Es un buen tipo, contagia serenidad. Es lo que pensé nada más conocerlo, allá por 1990, cuando todavía albergaba alguna pretensión de convertirse en novelista y escribía en una publicación deportiva de Nueva York. Me tienta preguntarle si todavía le ronda la literatura, pero prefiero dejarlo hablar. La sinceridad con que lo hace alcanza tales cotas que poco importa si lo que relata se ambienta en un lugar costero de Nueva Jersey en el que jamás he estado. Al escucharlo tengo la sensación de haber recorrido las mismas calles y frecuentado los mismos barrios. El cielo que cubre Sea-Clift es el mismo aquí, a miles de kilómetros de distancia. También el color del mar que se observa desde Surf Road es idéntico e idéntica la lluvia que cae sobre la Route 37 o Cream Ridge. Y cómo no la impotencia que le asalta en este mundo que dice se le viene abajo con tanta rapidez como el Queen Regent — (una de las tantas anécdotas que me refiere) demolición que conecta tan directamente con el estado de ánimo de mi amigo que casi se convierte en metáfora— y la impotencia, digo, que de la misma forma también a mí me asalta en este mundo que se viene abajo porque sus sentimientos son los míos y mías las palabras que utiliza para describirlos.

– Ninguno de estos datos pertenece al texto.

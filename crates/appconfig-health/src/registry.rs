//! Host-side health check surface: statuses, results, the [`HealthCheck`]
//! trait, and the registrations a runner builds checks from.

use std::any::{Any, TypeId};
use std::collections::{BTreeSet, HashMap};
use std::fmt;
use std::future::Future;
use std::pin::Pin;
use std::sync::Arc;
use std::time::Duration;

use serde::{Deserialize, Serialize};

use crate::cancel::CancelSignal;
use crate::error::{Cancelled, ConstructionError, ReadError};

/// Reported health of a single check or an aggregated report.
///
/// Ordered from best to worst so reports can take the maximum.
#[derive(Debug, Clone, Copy, PartialEq, Eq, PartialOrd, Ord, Hash, Serialize, Deserialize)]
#[serde(rename_all = "lowercase")]
pub enum HealthStatus {
    Healthy,
    Degraded,
    Unhealthy,
}

impl fmt::Display for HealthStatus {
    fn fmt(&self, f: &mut fmt::Formatter<'_>) -> fmt::Result {
        f.write_str(match self {
            HealthStatus::Healthy => "healthy",
            HealthStatus::Degraded => "degraded",
            HealthStatus::Unhealthy => "unhealthy",
        })
    }
}

/// Outcome of one check invocation.
#[derive(Debug, Clone, PartialEq, Eq)]
pub struct HealthCheckResult {
    /// Reported status.
    pub status: HealthStatus,
    /// Human-readable detail, set for every failure.
    pub description: Option<String>,
    /// The read failure that made the check fail, if any.
    pub error: Option<ReadError>,
}

impl HealthCheckResult {
    /// Passing result with no detail.
    pub fn healthy() -> Self {
        Self {
            status: HealthStatus::Healthy,
            description: None,
            error: None,
        }
    }

    /// Failing result carrying the read error and its message.
    pub fn failure(status: HealthStatus, error: ReadError) -> Self {
        Self {
            status,
            description: Some(error.to_string()),
            error: Some(error),
        }
    }

    /// Result with a description but no read error (timeouts, build failures).
    pub fn with_description(status: HealthStatus, description: impl Into<String>) -> Self {
        Self {
            status,
            description: Some(description.into()),
            error: None,
        }
    }
}

/// Per-invocation information supplied by the runner.
#[derive(Debug, Clone, PartialEq, Eq)]
pub struct HealthCheckContext {
    /// Name of the registration being run.
    pub name: String,
    /// Status to report when the check fails.
    pub failure_status: HealthStatus,
}

pub type CheckFuture<'a> =
    Pin<Box<dyn Future<Output = Result<HealthCheckResult, Cancelled>> + Send + 'a>>;

/// A single health check.
///
/// Failures are returned as results; only caller cancellation is an `Err`.
pub trait HealthCheck: Send + Sync + 'static {
    fn check<'a>(&'a self, context: &'a HealthCheckContext, cancel: &'a CancelSignal)
        -> CheckFuture<'a>;

    fn as_any(&self) -> &dyn Any;
}

// ── ServiceContext ───────────────────────────────────────────────────

/// Typed dependency map handed to registration factories.
#[derive(Clone, Default)]
pub struct ServiceContext {
    services: HashMap<TypeId, Arc<dyn Any + Send + Sync>>,
}

impl ServiceContext {
    pub fn new() -> Self {
        Self::default()
    }

    /// Register a shared service, replacing any previous one of the same type.
    pub fn insert<T: Any + Send + Sync>(&mut self, service: Arc<T>) -> &mut Self {
        self.services.insert(TypeId::of::<T>(), service);
        self
    }

    /// Look up a service by type.
    pub fn get<T: Any + Send + Sync>(&self) -> Option<Arc<T>> {
        self.services
            .get(&TypeId::of::<T>())
            .and_then(|service| Arc::clone(service).downcast::<T>().ok())
    }
}

impl fmt::Debug for ServiceContext {
    fn fmt(&self, f: &mut fmt::Formatter<'_>) -> fmt::Result {
        f.debug_struct("ServiceContext")
            .field("services", &self.services.len())
            .finish()
    }
}

// ── Registrations ────────────────────────────────────────────────────

/// Builds a check instance from the service context.
pub type CheckFactory =
    Arc<dyn Fn(&ServiceContext) -> Result<Arc<dyn HealthCheck>, ConstructionError> + Send + Sync>;

/// A named, filterable recipe for building a check.
#[derive(Clone)]
pub struct HealthCheckRegistration {
    /// Unique name; the key of the entry in a report.
    pub name: String,
    /// Status reported when the check fails, times out, or cannot be built.
    pub failure_status: HealthStatus,
    /// Labels for filtering which checks run.
    pub tags: BTreeSet<String>,
    /// Runner-enforced limit on a single run.
    pub timeout: Option<Duration>,
    factory: CheckFactory,
}

impl HealthCheckRegistration {
    /// New registration reporting [`HealthStatus::Unhealthy`] on failure.
    pub fn new(name: impl Into<String>, factory: CheckFactory) -> Self {
        Self {
            name: name.into(),
            failure_status: HealthStatus::Unhealthy,
            tags: BTreeSet::new(),
            timeout: None,
            factory,
        }
    }

    /// Override the failure status.
    pub fn with_failure_status(mut self, status: HealthStatus) -> Self {
        self.failure_status = status;
        self
    }

    pub fn with_tags<I, S>(mut self, tags: I) -> Self
    where
        I: IntoIterator<Item = S>,
        S: Into<String>,
    {
        self.tags.extend(tags.into_iter().map(Into::into));
        self
    }

    pub fn with_timeout(mut self, timeout: Duration) -> Self {
        self.timeout = Some(timeout);
        self
    }

    /// Build a check instance.
    pub fn build(&self, services: &ServiceContext) -> Result<Arc<dyn HealthCheck>, ConstructionError> {
        (self.factory)(services)
    }

    /// Per-run context handed to the check.
    pub fn context(&self) -> HealthCheckContext {
        HealthCheckContext {
            name: self.name.clone(),
            failure_status: self.failure_status,
        }
    }
}

impl fmt::Debug for HealthCheckRegistration {
    fn fmt(&self, f: &mut fmt::Formatter<'_>) -> fmt::Result {
        f.debug_struct("HealthCheckRegistration")
            .field("name", &self.name)
            .field("failure_status", &self.failure_status)
            .field("tags", &self.tags)
            .field("timeout", &self.timeout)
            .finish_non_exhaustive()
    }
}

/// Ordered collection of registrations.
#[derive(Debug, Clone, Default)]
pub struct HealthChecksBuilder {
    registrations: Vec<HealthCheckRegistration>,
}

impl HealthChecksBuilder {
    pub fn new() -> Self {
        Self::default()
    }

    pub fn add(&mut self, registration: HealthCheckRegistration) -> &mut Self {
        self.registrations.push(registration);
        self
    }

    pub fn registrations(&self) -> &[HealthCheckRegistration] {
        &self.registrations
    }

    pub fn into_registrations(self) -> Vec<HealthCheckRegistration> {
        self.registrations
    }
}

Cuando nos despedimos niega con un movimiento de cabeza de una manera casi imperceptible. Algo me dice que difícilmente volveremos a vernos. Y lo lamento. Encajamos nuestras manos. Se gira sin dejar de sonreír, comienza a alejarse. Me atrevo a decírselo:
—No sabes cuánto lo lamento, Frank —me mira por encima de su hombro—, eres uno de esos tipos que a cualquiera le gustaría frecuentar mientras se va envejeciendo.
Sí, me atrevo a decírselo porque la verdad es que lo echaré de menos. Aunque recurriendo a sus propias palabras:
Nunca se está seguro de nada, digan lo que digan las grandes novelas.